§ **RECORDED INFORMATION**:
__________

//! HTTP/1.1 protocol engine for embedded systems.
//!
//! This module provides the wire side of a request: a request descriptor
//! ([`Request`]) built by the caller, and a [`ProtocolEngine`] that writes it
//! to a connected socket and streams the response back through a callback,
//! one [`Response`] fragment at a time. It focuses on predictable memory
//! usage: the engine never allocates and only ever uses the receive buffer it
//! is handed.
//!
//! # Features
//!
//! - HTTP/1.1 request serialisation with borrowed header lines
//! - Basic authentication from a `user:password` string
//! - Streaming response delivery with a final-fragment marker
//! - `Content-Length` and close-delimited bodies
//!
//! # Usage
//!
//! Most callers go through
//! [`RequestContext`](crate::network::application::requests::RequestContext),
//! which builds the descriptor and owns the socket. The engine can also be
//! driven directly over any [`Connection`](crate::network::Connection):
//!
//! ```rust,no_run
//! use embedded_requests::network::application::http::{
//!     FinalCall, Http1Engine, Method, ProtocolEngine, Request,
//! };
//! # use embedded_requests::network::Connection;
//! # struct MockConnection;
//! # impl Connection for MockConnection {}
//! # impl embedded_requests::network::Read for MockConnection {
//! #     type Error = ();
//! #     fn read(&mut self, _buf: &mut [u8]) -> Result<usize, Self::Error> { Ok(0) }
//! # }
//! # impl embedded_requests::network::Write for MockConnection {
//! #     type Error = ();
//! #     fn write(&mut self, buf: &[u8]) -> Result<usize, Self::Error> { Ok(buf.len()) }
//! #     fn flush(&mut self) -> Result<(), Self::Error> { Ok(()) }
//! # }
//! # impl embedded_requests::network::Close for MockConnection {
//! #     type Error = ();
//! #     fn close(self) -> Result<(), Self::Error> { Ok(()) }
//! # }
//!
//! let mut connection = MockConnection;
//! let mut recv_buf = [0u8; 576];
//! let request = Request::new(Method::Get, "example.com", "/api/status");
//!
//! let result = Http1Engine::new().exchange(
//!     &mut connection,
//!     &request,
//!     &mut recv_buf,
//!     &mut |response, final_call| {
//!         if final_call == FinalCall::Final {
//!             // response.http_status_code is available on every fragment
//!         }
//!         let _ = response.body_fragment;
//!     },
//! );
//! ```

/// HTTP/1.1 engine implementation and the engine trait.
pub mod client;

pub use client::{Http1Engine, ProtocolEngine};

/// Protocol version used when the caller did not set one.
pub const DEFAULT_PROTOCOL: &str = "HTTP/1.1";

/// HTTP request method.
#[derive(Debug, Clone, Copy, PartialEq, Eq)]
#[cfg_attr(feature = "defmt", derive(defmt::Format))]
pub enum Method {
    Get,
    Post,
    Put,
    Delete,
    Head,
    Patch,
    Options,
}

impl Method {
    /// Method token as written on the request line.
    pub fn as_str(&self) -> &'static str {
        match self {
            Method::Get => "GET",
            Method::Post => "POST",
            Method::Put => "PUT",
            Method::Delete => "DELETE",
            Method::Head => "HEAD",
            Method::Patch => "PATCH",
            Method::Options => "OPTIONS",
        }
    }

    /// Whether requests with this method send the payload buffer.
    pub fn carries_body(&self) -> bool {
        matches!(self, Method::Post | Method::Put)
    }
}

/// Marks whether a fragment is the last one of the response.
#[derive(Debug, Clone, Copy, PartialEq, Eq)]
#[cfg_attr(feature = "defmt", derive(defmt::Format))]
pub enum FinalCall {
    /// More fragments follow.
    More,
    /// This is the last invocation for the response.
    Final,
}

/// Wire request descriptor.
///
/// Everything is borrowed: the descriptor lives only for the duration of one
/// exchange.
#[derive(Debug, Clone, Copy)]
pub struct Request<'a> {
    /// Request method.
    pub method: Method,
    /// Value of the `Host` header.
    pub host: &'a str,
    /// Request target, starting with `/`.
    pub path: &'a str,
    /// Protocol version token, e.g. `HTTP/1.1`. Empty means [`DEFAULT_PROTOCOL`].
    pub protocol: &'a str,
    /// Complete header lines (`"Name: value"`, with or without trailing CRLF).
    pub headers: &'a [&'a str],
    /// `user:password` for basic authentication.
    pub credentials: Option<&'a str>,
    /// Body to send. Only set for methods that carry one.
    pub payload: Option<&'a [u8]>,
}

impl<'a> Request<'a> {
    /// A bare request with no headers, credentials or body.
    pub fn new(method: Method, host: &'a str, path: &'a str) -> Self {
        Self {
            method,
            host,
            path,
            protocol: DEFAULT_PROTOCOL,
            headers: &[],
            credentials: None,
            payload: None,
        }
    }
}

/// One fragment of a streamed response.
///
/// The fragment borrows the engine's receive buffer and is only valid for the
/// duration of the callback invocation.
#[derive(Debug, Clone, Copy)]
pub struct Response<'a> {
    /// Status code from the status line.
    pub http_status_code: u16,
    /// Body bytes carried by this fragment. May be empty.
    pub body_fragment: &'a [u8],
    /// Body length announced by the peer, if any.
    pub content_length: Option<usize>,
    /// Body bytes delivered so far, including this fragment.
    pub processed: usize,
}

__________

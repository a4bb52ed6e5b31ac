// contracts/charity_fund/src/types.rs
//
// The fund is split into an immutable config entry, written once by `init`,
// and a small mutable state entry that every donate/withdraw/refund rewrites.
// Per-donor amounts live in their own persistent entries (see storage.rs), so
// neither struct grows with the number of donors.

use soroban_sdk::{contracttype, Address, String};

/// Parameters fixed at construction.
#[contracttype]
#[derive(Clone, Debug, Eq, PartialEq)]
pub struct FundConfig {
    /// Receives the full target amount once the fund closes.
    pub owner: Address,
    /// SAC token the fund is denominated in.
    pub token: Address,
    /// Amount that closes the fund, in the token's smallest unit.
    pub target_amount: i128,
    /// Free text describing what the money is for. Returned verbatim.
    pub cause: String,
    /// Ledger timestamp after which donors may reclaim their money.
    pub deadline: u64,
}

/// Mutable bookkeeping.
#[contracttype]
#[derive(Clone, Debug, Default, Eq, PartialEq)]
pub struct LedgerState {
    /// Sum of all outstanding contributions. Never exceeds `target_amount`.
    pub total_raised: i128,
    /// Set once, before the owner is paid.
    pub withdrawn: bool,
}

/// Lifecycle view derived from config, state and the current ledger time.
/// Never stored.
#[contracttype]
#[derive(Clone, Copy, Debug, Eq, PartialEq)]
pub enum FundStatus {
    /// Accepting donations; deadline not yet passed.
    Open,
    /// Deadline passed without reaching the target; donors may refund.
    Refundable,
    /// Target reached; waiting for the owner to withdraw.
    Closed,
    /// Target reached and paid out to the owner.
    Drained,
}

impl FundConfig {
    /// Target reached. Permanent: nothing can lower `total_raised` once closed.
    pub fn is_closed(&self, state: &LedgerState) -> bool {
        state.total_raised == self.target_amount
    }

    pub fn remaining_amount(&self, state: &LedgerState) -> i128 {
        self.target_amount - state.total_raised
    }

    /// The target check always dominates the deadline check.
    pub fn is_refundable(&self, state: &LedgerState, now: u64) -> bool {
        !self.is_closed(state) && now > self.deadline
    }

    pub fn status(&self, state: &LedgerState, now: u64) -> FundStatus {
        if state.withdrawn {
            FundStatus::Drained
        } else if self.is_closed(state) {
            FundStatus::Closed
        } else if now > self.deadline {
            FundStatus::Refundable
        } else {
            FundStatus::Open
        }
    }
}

__________

§ **ACTION ITEM**: Copy out each line of the listing that contains the word "enum".

§ **EXERCISE RESPONSE**:
pub enum Method {
pub enum FinalCall {
pub enum FundStatus {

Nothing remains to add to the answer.